[Collection entries]
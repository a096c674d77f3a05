//! Hygiene — enforces coding standards at test time
//!
//! Scans the crate's production sources for patterns that would crash the
//! page script, swallow host errors, or break the single-class contract on
//! `<html>`. Every budget is zero and stays zero.
#![allow(clippy::absurd_extreme_comparisons)]

use std::fs;
use std::path::Path;

struct SourceFile {
    path: String,
    content: String,
}

/// Production `.rs` files under `src/`, excluding `*_test.rs`.
fn source_files() -> Vec<SourceFile> {
    let mut files = Vec::new();
    collect_rs_files(Path::new("src"), &mut files);
    files
}

fn collect_rs_files(dir: &Path, out: &mut Vec<SourceFile>) {
    let Ok(entries) = fs::read_dir(dir) else {
        return;
    };
    for entry in entries.flatten() {
        let path = entry.path();
        if path.is_dir() {
            collect_rs_files(&path, out);
            continue;
        }
        let path_str = path.to_string_lossy().to_string();
        if !path_str.ends_with(".rs") || path_str.ends_with("_test.rs") {
            continue;
        }
        if let Ok(content) = fs::read_to_string(&path) {
            out.push(SourceFile { path: path_str, content });
        }
    }
}

/// Assert that at most `max` source lines contain `pattern`.
fn assert_budget(pattern: &str, max: usize, why: &str) {
    let files = source_files();
    assert!(!files.is_empty(), "no sources found; run from the crate root");

    let hits: Vec<(String, usize)> = files
        .iter()
        .filter_map(|file| {
            let count = file.content.lines().filter(|line| line.contains(pattern)).count();
            (count > 0).then(|| (file.path.clone(), count))
        })
        .collect();
    let count: usize = hits.iter().map(|(_, c)| c).sum();
    let listing = hits
        .iter()
        .map(|(path, c)| format!("  {path}: {c}"))
        .collect::<Vec<_>>()
        .join("\n");
    assert!(count <= max, "`{pattern}` budget exceeded ({why}): found {count}, max {max}.\n{listing}");
}

// Panics — a panic aborts the whole page script.

#[test]
fn unwrap_budget() {
    assert_budget(".unwrap()", 0, "panics");
}

#[test]
fn expect_budget() {
    assert_budget(".expect(", 0, "panics");
}

#[test]
fn panic_budget() {
    assert_budget("panic!(", 0, "panics");
}

#[test]
fn unreachable_budget() {
    assert_budget("unreachable!(", 0, "panics");
}

#[test]
fn todo_budget() {
    assert_budget("todo!(", 0, "stub");
}

#[test]
fn unimplemented_budget() {
    assert_budget("unimplemented!(", 0, "stub");
}

// Silent loss — host failures must be logged where they are absorbed.

#[test]
fn silent_discard_budget() {
    assert_budget("let _ =", 0, "discarded result");
}

#[test]
fn dot_ok_budget() {
    assert_budget(".ok()", 0, "discarded error");
}

// Output goes through the `log` facade.

#[test]
fn println_budget() {
    assert_budget("println!(", 0, "use log macros");
}

#[test]
fn eprintln_budget() {
    assert_budget("eprintln!(", 0, "use log macros");
}

// The root class attribute is replaced wholesale, never edited token by token.

#[test]
fn class_list_budget() {
    assert_budget("class_list()", 0, "root must carry exactly one palette class");
}

#[test]
fn allow_dead_code_budget() {
    assert_budget("#[allow(dead_code)]", 0, "style");
}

### What is expected
Each entry shown above must be retyped word for word.

### Answer for the task
repository a096c674d77f3a05
//! Hygiene — enforces coding standards at test time
//!
//! Scans the crate's production sources for patterns that would crash the
//! page script, swallow host errors, or break the single-class contract on
//! `<html>`. Every budget is zero and stays zero.
#![allow(clippy::absurd_extreme_comparisons)]

use std::fs;
use std::path::Path;

struct SourceFile {
    path: String,
    content: String,
}

/// Production `.rs` files under `src/`, excluding `*_test.rs`.
fn source_files() -> Vec<SourceFile> {
    let mut files = Vec::new();
    collect_rs_files(Path::new("src"), &mut files);
    files
}

fn collect_rs_files(dir: &Path, out: &mut Vec<SourceFile>) {
    let Ok(entries) = fs::read_dir(dir) else {
        return;
    };
    for entry in entries.flatten() {
        let path = entry.path();
        if path.is_dir() {
            collect_rs_files(&path, out);
            continue;
        }
        let path_str = path.to_string_lossy().to_string();
        if !path_str.ends_with(".rs") || path_str.ends_with("_test.rs") {
            continue;
        }
        if let Ok(content) = fs::read_to_string(&path) {
            out.push(SourceFile { path: path_str, content });
        }
    }
}

/// Assert that at most `max` source lines contain `pattern`.
fn assert_budget(pattern: &str, max: usize, why: &str) {
    let files = source_files();
    assert!(!files.is_empty(), "no sources found; run from the crate root");

    let hits: Vec<(String, usize)> = files
        .iter()
        .filter_map(|file| {
            let count = file.content.lines().filter(|line| line.contains(pattern)).count();
            (count > 0).then(|| (file.path.clone(), count))
        })
        .collect();
    let count: usize = hits.iter().map(|(_, c)| c).sum();
    let listing = hits
        .iter()
        .map(|(path, c)| format!("  {path}: {c}"))
        .collect::<Vec<_>>()
        .join("\n");
    assert!(count <= max, "`{pattern}` budget exceeded ({why}): found {count}, max {max}.\n{listing}");
}

// Panics — a panic aborts the whole page script.

#[test]
fn unwrap_budget() {
    assert_budget(".unwrap()", 0, "panics");
}

#[test]
fn expect_budget() {
    assert_budget(".expect(", 0, "panics");
}

#[test]
fn panic_budget() {
    assert_budget("panic!(", 0, "panics");
}

#[test]
fn unreachable_budget() {
    assert_budget("unreachable!(", 0, "panics");
}

#[test]
fn todo_budget() {
    assert_budget("todo!(", 0, "stub");
}

#[test]
fn unimplemented_budget() {
    assert_budget("unimplemented!(", 0, "stub");
}

// Silent loss — host failures must be logged where they are absorbed.

#[test]
fn silent_discard_budget() {
    assert_budget("let _ =", 0, "discarded result");
}

#[test]
fn dot_ok_budget() {
    assert_budget(".ok()", 0, "discarded error");
}

// Output goes through the `log` facade.

#[test]
fn println_budget() {
    assert_budget("println!(", 0, "use log macros");
}

#[test]
fn eprintln_budget() {
    assert_budget("eprintln!(", 0, "use log macros");
}

// The root class attribute is replaced wholesale, never edited token by token.

#[test]
fn class_list_budget() {
    assert_budget("class_list()", 0, "root must carry exactly one palette class");
}

#[test]
fn allow_dead_code_budget() {
    assert_budget("#[allow(dead_code)]", 0, "style");
}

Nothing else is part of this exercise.